De su bolsillo, la princesa extrajo una pequeña piedra azul que brillaba con una tenue luz. Era una piedra de ilusión, un objeto mágico capaz de crear imágenes falsas. Rowena la lanzó al aire y, en el antiguo idioma de la magia, pronunció unas palabras. La piedra se elevó y se multiplicó, creando una bandada de coloridos pájaros que salieron volando del pasadizo.
Los soldados, atónitos ante el espectáculo, se distrajeron por unos segundos. Rowena aprovechó ese instante para salir, arrastrando a Luca consigo. Ambos corrieron hacia la salida del castillo, procurando no ser vistos por los guardias.
—Rápido, ¡sígueme! —apremió Rowena a Luca, internándose por el sendero del Bosque de las Sombras. La princesa avanzaba con paso ligero, dejando atrás la seguridad del castillo y adentrándose en un paraje de espesa vegetación y penumbra. Luca la observaba con recelo, dubitativo entre seguirla o buscar refugio en la familiaridad del calabozo.
Tras media hora de ardua caminata, desembocaron en Bahía Encantada. Un oasis de aguas turquesas y arenas blancas como la nieve se extendía ante ellos, bordeado por un bosquecillo de palmeras que susurraba con la brisa. Allí los esperaba Waterly, con su mochila a la espalda y una sonrisa radiante en el rostro al verlos. A su lado se encontraban Kurdut y Harpie, inquietos y juguetones como siempre.

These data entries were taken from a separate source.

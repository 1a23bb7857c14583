// Copyright 2025 The ChromiumOS Authors
// Use of this source code is governed by a BSD-style license that can be
// found in the LICENSE file.

//! The capabilities the daemon needs from the platform USB stack, and their `rusb` binding.

use std::sync::Arc;
use std::time::Duration;

use log::{debug, error, info};
use rusb::{Context, UsbContext};

use crate::device_info::{
    is_ippusb_interface, read_device_descriptor, DeviceDescriptor, DeviceInfo, IppusbDescriptor,
    UsbAddr,
};
use crate::error::Error;
use crate::error::Result;

/// Discovery and opening of IPP-USB devices.
pub trait UsbBackend: Send + Sync {
    /// List every IPP-USB device currently plugged in, sorted by address.  Never claims
    /// interfaces.
    fn enumerate(&self) -> Result<Vec<DeviceDescriptor>>;

    /// Look up the vendor, product and model name of the device at `addr`.
    fn describe(&self, addr: UsbAddr) -> Result<DeviceInfo>;

    /// Open the device described by `descriptor` for I/O.
    fn open(&self, descriptor: &DeviceDescriptor) -> Result<Arc<dyn UsbDevice>>;
}

/// An opened USB device.  All methods may be called from several threads at once; the
/// channel pool guarantees that a given interface and its endpoints are only used by one
/// thread at a time.
pub trait UsbDevice: Send + Sync {
    fn addr(&self) -> UsbAddr;

    /// Switch the device to `config` if it isn't already active.
    fn select_config(&self, config: u8) -> Result<()>;

    fn claim_interface(&self, interface_number: u8) -> Result<()>;

    /// Switch a claimed interface to its IPP-USB alternate setting.
    fn set_alternate_setting(&self, interface: &IppusbDescriptor) -> Result<()>;

    fn release_interface(&self, interface_number: u8) -> Result<()>;

    fn write_bulk(&self, endpoint: u8, buf: &[u8], timeout: Duration) -> rusb::Result<usize>;

    fn read_bulk(&self, endpoint: u8, buf: &mut [u8], timeout: Duration) -> rusb::Result<usize>;
}

fn interface_contains_ippusb(interface: &rusb::Interface) -> bool {
    interface.descriptors().any(|d| is_ippusb_interface(&d))
}

fn set_device_config<T: UsbContext>(handle: &rusb::DeviceHandle<T>, new_config: u8) -> Result<()> {
    let cur_config = handle
        .device()
        .active_config_descriptor()
        .map_err(Error::ReadConfigDescriptor)?;
    if cur_config.number() == new_config {
        return Ok(());
    }

    // While detaching any outstanding kernel drivers for the current config, keep
    // track of non-printer drivers so we can restore them after setting the config.
    let mut restore_interfaces = Vec::new();
    for interface in cur_config.interfaces() {
        if !interface_contains_ippusb(&interface) {
            match handle.kernel_driver_active(interface.number()) {
                Ok(false) => continue, // No active driver.
                Err(e) => return Err(Error::DetachDrivers(interface.number(), e)),
                _ => {}
            }

            info!(
                "Temporarily detaching kernel driver for non-printer interface {}",
                interface.number()
            );
            restore_interfaces.push(interface.number());
        }

        match handle.detach_kernel_driver(interface.number()) {
            Err(e) if e != rusb::Error::NotFound => {
                return Err(Error::DetachDrivers(interface.number(), e))
            }
            _ => {}
        }
    }

    info!(
        "Switching from configuration {} to {}",
        cur_config.number(),
        new_config
    );
    handle
        .set_active_configuration(new_config)
        .map_err(Error::SetActiveConfig)?;

    // A driver that can't be put back doesn't keep us from claiming the IPP-USB interfaces.
    for inum in restore_interfaces {
        handle
            .attach_kernel_driver(inum)
            .unwrap_or_else(|e| error!("Failed to reattach driver for interface {}: {}", inum, e));
    }

    Ok(())
}

/// `UsbBackend` on top of libusb.
#[derive(Clone)]
pub struct RusbBackend {
    context: Context,
}

impl RusbBackend {
    pub fn new() -> Result<Self> {
        let context = Context::new().map_err(Error::CreateContext)?;
        Ok(Self { context })
    }

    pub fn context(&self) -> &Context {
        &self.context
    }

    fn find(&self, addr: UsbAddr) -> Result<rusb::Device<Context>> {
        let devices = self.context.devices().map_err(Error::DeviceList)?;
        devices
            .iter()
            .find(|d| UsbAddr::of(d) == addr)
            .ok_or(Error::NotFound(addr))
    }
}

impl UsbBackend for RusbBackend {
    fn enumerate(&self) -> Result<Vec<DeviceDescriptor>> {
        let devices = self.context.devices().map_err(Error::DeviceList)?;
        let mut found = Vec::new();
        for device in devices.iter() {
            match read_device_descriptor(&device) {
                Ok(desc) => found.push(desc),
                Err(Error::NotIppUsb) => {}
                Err(e) => info!("{}: skipped: {}", UsbAddr::of(&device), e),
            }
        }
        found.sort_by_key(|d| d.addr);
        Ok(found)
    }

    fn describe(&self, addr: UsbAddr) -> Result<DeviceInfo> {
        let device = self.find(addr)?;
        let desc = read_device_descriptor(&device)?;
        Ok(DeviceInfo::from(&desc))
    }

    fn open(&self, descriptor: &DeviceDescriptor) -> Result<Arc<dyn UsbDevice>> {
        let device = self.find(descriptor.addr)?;
        let desc = device
            .device_descriptor()
            .map_err(Error::ReadDeviceDescriptor)?;
        // The address may have been handed to another device after a quick re-plug.
        if desc.vendor_id() != descriptor.vendor_id || desc.product_id() != descriptor.product_id
        {
            return Err(Error::NotFound(descriptor.addr));
        }

        let handle = device.open().map_err(Error::OpenDevice)?;
        handle
            .set_auto_detach_kernel_driver(true)
            .map_err(|e| Error::DetachDrivers(u8::MAX, e))?; // Use MAX to mean "no interface".
        debug!("{}: opened", descriptor.addr);

        Ok(Arc::new(RusbDevice {
            addr: descriptor.addr,
            handle,
        }))
    }
}

struct RusbDevice {
    addr: UsbAddr,
    handle: rusb::DeviceHandle<Context>,
}

impl UsbDevice for RusbDevice {
    fn addr(&self) -> UsbAddr {
        self.addr
    }

    fn select_config(&self, config: u8) -> Result<()> {
        set_device_config(&self.handle, config)
    }

    fn claim_interface(&self, interface_number: u8) -> Result<()> {
        self.handle
            .claim_interface(interface_number)
            .map_err(|e| Error::ClaimInterface(interface_number, e))
    }

    fn set_alternate_setting(&self, interface: &IppusbDescriptor) -> Result<()> {
        self.handle
            .set_alternate_setting(interface.interface_number, interface.alternate_setting)
            .map_err(|e| Error::SetAlternateSetting(interface.interface_number, e))
    }

    fn release_interface(&self, interface_number: u8) -> Result<()> {
        self.handle
            .release_interface(interface_number)
            .map_err(|e| Error::ReleaseInterface(interface_number, e))
    }

    fn write_bulk(&self, endpoint: u8, buf: &[u8], timeout: Duration) -> rusb::Result<usize> {
        self.handle.write_bulk(endpoint, buf, timeout)
    }

    fn read_bulk(&self, endpoint: u8, buf: &mut [u8], timeout: Duration) -> rusb::Result<usize> {
        self.handle.read_bulk(endpoint, buf, timeout)
    }
}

—¡Lo lograste! Ya comenzaba a preocuparme —exclamó Waterly, dirigiendo una mirada curiosa al mundano. Rowena depositó su mochila en la arena y extrajo otra, más pequeña, para acomodar a sus inseparables compañeros.
—¿Esos van con nosotros? —preguntó Luca, señalando a los animales con evidente inquietud. En mi mundo no existen los dragones. ¿No te parece extraño que lleves uno contigo?
—¿No existen los dragones? —repitió la princesa, con genuina sorpresa.
—¡No, claro que no! ¿Qué saben ustedes de mi mundo?
—¡Muy poco! —respondió Waterly. Solo lo que nos cuentan los gnomos que atraviesan el portal y algunos magos o hechiceras que tienen motivos especiales para visitarnos.
—¿Y gatos hay? —preguntó Rowena.
—¡Por montones! —afirmó Luca con una sonrisa.
Waterly intervino:
—Pues, transformemos a Kurdut en un gato y listo —y así lo hicieron.
—Las tortugas están listas, podemos partir cuando deseemos —anunció Waterly con un guiño pícaro.
—¿Qué clase de tortugas? —inquirió Luca, con el ceño fruncido y la voz cargada de recelo.
—Estas, precisamente —respondió Waterly, señalando a dos colosales reptiles que emergían del agua con majestuosa lentitud. Sus caparazones, moteados de algas y coral, brillaban bajo el sol naciente como si estuvieran forjados en oro— Se llaman Tula y Tito, y son tan amigables como colosales. Ellas nos conducirán al mundo de los mundanos a través de las rutas submarinas.
—¿Estás bromeando? —exclamó Luca, con una mezcla de incredulidad y pánico en su voz— ¿Pretendes que cabalguemos sobre esas… esas bestias? ¡Es una locura! Acepté ayudarte —se dirigió a Rowena con tono de reproche— pero jamás mencionaste un viaje en tortugas. ¡No lo haré!
—Claro que sí —replicó Rowena con firmeza— Es la única forma de llegar a tu mundo sin ser detectados. ¿Acaso flaqueas? Creía que los mundanos eran más valientes.
—No me importa lo que digas, no lo haré —gritó Luca, zafándose del agarre de las chicas. Se resistía con todas sus fuerzas, maldiciendo y pataleando como un animal acorralado. Sin embargo, Rowena y Waterly parecían poseer una fuerza sobrenatural.